Stored items from a collection
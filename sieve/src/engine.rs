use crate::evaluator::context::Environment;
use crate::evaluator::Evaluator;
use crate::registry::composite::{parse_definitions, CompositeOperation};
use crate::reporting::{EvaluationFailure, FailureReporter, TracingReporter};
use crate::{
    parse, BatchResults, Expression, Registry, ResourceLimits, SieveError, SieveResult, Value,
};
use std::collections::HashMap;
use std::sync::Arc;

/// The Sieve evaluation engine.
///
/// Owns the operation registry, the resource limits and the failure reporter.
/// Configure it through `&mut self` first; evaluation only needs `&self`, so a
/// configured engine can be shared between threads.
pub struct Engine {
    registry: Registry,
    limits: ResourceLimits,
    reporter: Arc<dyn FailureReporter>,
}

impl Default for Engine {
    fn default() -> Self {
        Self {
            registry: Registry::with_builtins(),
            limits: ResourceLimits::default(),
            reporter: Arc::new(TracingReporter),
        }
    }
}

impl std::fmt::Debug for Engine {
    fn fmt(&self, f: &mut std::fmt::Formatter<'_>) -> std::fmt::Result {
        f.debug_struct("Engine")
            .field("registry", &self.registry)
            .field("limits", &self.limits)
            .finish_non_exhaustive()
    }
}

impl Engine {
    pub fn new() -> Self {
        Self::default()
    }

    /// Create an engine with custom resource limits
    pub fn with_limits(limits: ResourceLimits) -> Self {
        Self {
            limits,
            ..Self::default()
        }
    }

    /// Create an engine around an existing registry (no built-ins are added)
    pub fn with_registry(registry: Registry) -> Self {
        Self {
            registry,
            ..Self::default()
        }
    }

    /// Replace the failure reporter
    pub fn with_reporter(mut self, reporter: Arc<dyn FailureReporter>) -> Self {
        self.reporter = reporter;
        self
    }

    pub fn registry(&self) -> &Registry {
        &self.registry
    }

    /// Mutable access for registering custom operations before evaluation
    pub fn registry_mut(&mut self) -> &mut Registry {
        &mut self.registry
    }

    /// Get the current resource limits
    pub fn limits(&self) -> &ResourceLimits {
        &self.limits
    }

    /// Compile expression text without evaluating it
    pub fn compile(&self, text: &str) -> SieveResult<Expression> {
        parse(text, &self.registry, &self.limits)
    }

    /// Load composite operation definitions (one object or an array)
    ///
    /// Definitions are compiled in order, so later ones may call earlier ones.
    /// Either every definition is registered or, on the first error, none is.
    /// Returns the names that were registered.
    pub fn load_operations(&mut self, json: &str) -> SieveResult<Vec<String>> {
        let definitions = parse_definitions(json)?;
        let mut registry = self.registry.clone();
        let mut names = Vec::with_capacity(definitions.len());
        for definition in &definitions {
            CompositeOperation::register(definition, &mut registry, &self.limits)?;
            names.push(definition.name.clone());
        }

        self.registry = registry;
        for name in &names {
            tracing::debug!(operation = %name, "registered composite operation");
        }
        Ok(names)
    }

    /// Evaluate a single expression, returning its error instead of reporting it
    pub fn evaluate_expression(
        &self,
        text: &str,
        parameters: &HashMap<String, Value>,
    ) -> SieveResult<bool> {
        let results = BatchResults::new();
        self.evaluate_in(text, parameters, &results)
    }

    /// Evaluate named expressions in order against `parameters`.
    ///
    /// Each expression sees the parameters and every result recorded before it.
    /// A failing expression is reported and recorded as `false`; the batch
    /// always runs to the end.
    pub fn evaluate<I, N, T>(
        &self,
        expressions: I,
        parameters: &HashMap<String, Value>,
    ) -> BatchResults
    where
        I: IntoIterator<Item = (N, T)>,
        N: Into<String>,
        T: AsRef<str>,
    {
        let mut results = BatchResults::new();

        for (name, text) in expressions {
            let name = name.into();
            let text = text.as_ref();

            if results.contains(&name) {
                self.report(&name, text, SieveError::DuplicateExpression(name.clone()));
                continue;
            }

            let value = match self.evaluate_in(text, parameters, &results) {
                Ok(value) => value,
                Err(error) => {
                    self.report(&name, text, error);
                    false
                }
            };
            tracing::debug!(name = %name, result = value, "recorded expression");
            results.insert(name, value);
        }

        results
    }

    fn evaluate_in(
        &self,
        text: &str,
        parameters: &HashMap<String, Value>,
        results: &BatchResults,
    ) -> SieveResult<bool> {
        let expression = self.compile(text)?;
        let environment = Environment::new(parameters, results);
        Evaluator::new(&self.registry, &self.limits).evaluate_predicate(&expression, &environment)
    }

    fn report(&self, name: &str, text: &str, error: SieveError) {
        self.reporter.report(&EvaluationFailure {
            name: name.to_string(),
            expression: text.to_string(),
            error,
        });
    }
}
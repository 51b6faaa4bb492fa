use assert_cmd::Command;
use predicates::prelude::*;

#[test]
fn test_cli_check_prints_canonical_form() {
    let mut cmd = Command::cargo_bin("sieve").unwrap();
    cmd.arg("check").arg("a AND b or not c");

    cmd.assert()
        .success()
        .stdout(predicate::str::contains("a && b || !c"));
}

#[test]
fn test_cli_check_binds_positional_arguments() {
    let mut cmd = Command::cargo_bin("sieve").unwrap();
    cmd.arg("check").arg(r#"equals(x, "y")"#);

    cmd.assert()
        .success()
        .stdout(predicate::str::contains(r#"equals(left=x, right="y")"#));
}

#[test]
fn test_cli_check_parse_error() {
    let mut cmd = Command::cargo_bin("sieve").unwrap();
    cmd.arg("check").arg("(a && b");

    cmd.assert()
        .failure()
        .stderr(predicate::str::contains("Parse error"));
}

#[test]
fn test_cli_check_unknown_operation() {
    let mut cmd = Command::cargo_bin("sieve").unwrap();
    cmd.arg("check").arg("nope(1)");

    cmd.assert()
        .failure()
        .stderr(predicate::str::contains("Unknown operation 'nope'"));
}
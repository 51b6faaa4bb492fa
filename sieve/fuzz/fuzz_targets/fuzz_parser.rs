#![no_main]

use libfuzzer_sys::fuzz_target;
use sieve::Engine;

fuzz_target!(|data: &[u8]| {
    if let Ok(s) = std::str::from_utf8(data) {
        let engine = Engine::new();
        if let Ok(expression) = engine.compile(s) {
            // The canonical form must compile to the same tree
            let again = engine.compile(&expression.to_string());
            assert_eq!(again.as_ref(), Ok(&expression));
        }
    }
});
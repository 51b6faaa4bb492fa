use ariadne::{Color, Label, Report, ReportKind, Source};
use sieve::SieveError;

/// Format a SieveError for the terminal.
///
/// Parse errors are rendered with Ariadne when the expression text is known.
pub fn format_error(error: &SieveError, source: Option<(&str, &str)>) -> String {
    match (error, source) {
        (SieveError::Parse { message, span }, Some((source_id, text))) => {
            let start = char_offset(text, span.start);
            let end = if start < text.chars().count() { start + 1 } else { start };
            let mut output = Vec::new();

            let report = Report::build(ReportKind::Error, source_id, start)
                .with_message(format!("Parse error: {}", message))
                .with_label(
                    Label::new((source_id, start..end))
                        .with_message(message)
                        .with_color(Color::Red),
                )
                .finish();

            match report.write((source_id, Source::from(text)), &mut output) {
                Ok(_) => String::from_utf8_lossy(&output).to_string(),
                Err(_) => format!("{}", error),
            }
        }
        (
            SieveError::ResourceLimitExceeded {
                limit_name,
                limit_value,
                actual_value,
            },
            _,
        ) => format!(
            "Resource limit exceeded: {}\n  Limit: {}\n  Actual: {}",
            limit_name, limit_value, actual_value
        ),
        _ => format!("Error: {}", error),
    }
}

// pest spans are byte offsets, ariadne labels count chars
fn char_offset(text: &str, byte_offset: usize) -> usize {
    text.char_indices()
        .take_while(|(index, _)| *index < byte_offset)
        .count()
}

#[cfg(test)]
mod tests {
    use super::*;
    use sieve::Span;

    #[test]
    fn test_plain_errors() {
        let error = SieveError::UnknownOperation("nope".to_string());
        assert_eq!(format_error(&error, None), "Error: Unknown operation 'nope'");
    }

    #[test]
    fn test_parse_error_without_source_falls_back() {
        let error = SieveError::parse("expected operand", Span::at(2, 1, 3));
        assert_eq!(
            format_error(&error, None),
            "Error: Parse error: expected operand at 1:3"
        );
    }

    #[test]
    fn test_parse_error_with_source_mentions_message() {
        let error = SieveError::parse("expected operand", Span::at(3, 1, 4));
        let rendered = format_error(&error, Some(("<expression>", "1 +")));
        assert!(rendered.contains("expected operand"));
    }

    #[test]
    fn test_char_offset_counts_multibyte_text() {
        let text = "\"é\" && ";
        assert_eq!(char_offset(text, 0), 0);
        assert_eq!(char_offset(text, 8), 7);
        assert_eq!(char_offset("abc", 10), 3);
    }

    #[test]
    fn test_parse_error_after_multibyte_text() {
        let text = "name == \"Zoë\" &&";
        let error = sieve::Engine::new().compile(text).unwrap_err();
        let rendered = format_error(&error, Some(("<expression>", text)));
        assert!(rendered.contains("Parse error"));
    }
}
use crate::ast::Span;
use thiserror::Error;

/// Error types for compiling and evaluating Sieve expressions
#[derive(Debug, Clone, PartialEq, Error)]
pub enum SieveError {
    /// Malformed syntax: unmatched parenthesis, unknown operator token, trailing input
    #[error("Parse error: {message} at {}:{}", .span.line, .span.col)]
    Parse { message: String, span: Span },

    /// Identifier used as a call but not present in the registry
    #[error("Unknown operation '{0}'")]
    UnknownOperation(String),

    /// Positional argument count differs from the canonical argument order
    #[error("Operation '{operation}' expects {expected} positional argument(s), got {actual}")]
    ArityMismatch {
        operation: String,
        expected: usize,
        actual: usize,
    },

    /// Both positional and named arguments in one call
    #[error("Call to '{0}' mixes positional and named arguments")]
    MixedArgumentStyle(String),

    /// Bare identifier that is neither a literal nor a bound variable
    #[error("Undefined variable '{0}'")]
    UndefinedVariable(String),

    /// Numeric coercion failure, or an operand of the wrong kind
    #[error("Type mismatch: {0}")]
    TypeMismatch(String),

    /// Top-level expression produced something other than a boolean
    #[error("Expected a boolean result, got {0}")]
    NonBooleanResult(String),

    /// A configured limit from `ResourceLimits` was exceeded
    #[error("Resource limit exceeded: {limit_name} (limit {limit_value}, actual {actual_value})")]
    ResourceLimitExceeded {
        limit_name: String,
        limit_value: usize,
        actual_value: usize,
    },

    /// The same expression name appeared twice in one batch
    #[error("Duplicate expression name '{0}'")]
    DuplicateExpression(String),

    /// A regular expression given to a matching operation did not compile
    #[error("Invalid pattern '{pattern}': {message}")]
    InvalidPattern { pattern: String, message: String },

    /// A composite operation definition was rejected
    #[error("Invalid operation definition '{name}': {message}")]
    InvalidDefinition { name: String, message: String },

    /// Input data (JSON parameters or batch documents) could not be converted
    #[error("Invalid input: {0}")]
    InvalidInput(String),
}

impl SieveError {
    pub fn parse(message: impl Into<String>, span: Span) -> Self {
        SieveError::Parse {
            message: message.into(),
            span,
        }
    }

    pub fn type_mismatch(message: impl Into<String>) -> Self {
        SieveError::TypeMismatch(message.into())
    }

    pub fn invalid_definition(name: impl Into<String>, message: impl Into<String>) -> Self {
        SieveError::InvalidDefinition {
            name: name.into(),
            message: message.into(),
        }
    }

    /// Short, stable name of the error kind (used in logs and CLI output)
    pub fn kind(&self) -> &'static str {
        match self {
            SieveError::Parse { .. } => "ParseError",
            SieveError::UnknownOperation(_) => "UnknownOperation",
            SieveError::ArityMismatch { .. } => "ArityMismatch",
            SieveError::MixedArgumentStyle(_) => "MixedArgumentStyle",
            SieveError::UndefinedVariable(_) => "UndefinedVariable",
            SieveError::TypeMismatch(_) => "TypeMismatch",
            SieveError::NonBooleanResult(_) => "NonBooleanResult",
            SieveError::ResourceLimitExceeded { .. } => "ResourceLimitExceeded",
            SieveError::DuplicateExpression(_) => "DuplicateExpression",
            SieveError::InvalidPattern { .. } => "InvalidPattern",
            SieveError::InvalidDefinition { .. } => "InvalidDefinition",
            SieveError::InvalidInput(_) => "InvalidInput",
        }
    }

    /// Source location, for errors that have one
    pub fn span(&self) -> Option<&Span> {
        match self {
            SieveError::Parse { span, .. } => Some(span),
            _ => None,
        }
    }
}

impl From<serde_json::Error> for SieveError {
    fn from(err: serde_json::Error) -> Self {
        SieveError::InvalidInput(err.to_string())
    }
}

Exercise requirements
Count up the lines above that include the string "custom" and report nothing but that number.

Task response
2